Top positive review
A PRIVATE FUNCTION  [Blu-ray] [US Import]
on July 9, 2014
A PRIVATE FUNCTION  [Blu-ray] [US Import] You Are Invited To The Funniest Affair Of The Year! Ripe, rude and robust!
An ambitious couple and a V.I.P. [Very Important Pig] collide in his outrageous comedy of manners! During a time of extreme food rationing in England following World War II, one town’s upper class bends the rules by illegally fattening a prize pig for a feast to celebrate the upcoming royal wedding. When a timid foot doctor Michael Palin [‘A Fish Called Wanda’] and his bossy wife, the 2 time Academy Award® winner Dame Maggie Smith [‘A Room with a View’] get wind of the plan, they seize the chance to climb the social ladder by kidnapping the pig…who has a few unpleasant surprises of its own in store. One of the most hilarious and critically-acclaimed British cult comedy film of all time, this star-packed satire proves some people will truly do anything to get ahead!

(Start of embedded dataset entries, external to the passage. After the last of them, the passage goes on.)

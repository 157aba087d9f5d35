//! Quarry: natural-language analytics over a SQL data engine.
//!
//! Takes a plain-English question, compiles it into a validated query plan
//! against the live schema, synthesizes a bounded read-only SQL statement,
//! and executes it under hard safety limits. Every invocation produces one
//! fully-formed response envelope, success or failure.

pub mod api;
pub mod completion;
pub mod config;
pub mod engine;
pub mod error;
pub mod exec;
pub mod metrics;
pub mod pipeline;
pub mod plan;
pub mod schema;
pub mod synth;

pub use api::{create_rest_router, ApiState, RestApiConfig};
pub use completion::{ApiCompletionProvider, CompletionProvider};
pub use config::Config;
pub use engine::{ApiDataEngine, DataEngine, EngineRows, Row};
pub use error::{
    CompletionError, ConfigError, ExecutionError, PlanError, QuarryError, Result, SchemaError,
    SynthesisError,
};
pub use exec::{ResultSet, SafeExecutor};
pub use metrics::{get_metrics, HealthCheck, HealthState, HealthStatus, Metrics};
pub use pipeline::{ErrorDescriptor, Pipeline, PipelineStage, ResponseEnvelope, ResultPayload};
pub use plan::{AggregateFunction, FieldSpec, PlanCompiler, QueryPlan};
pub use schema::{ColumnDescriptor, SchemaCache, SchemaDescriptor, SchemaProvider, TableDescriptor};
pub use synth::{GeneratedQuery, QuerySynthesizer};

FILM FACT: The film won three BAFTA Film Awards: Best Actress for Dame Maggie Smith, Best Supporting Actress for Liz Smith and Best Supporting Actor for Denholm Elliott. It was also nominated for Best Original Screenplay for Alan Bennett and Best Film. Best Actress for Dame Maggie Smith for ‘The Prime of Miss Jean Brodie’  and Best Supporting Actress for ‘California Suite’ . A musical based on the film opened in the West End in April 2011, under the new title ‘Betty Blue Eyes.’ It was produced by Cameron Mackintosh and ran for several months at the Novello Theatre. It starred Reece Shearsmith (of ‘The League of Gentlemen’ fame) as Gilbert, and actress Sarah Lancashire as Joyce. The film was predominantly filmed in Ilkley, Ben Rhydding, and Barnoldswick West Yorkshire in England.
Cast: Michael Palin, Dame Maggie Smith, Denholm Elliott, Richard Griffiths, Tony Haygarth, John Normington, Bill Paterson, Liz Smith, Alison Steadman, Jim Carter, Pete Postlethwaite, Don Estelle, Eli Woods, Eileen O'Brien, Rachel Davies, Reece Dinsdale, Philip Whileman, Charles McKeown, Susan Porrett, Donald Eccles, Denys Hawthorne, HRH Queen Elizabeth II (archive footage) (uncredited) and Prince Philip (archive footage) (uncredited)
Director: Malcolm Mowbray
Producers: Denis O'Brien, George Harrison and Mark Shivas
Screenplay: Alan Bennett and Malcolm Mowbray
Composer: John Du Prez
Cinematography: Tony Pierce-Roberts
Video Resolution: 1080p
Aspect Ratio: 1.78:1
Audio: Uncompressed 2.0 LPCM Stereo Audio
Subtitles: English SDH
Running Time: 92 minutes
Region: Region A/1
Number of discs: 1
Studio: IMAGE Entertainment
Andrew’s Blu-ray Review: ‘A Private Function’ is a typically British 1984 absurdly comedy turning a spotlight on class distinctions and social climbing in the UK. Set right after World War II, when there is still strict food rationing, a group of the upper class gentility plan a private feast in honour of HRH Queen Elizabeth II upcoming marriage, all in order to impress the local government. The feast is supposed to consist of pork from an illegally raised pig they have all been contributing their scraps to raise the pig up for fattening for the up and coming Private Function, but when a local podiatrist [Michael Palin] and his wife [Dame Maggie Smith) decide they want in and want a chance to rise up the social ladder, they steal the pig and get way more than they’d bargained for.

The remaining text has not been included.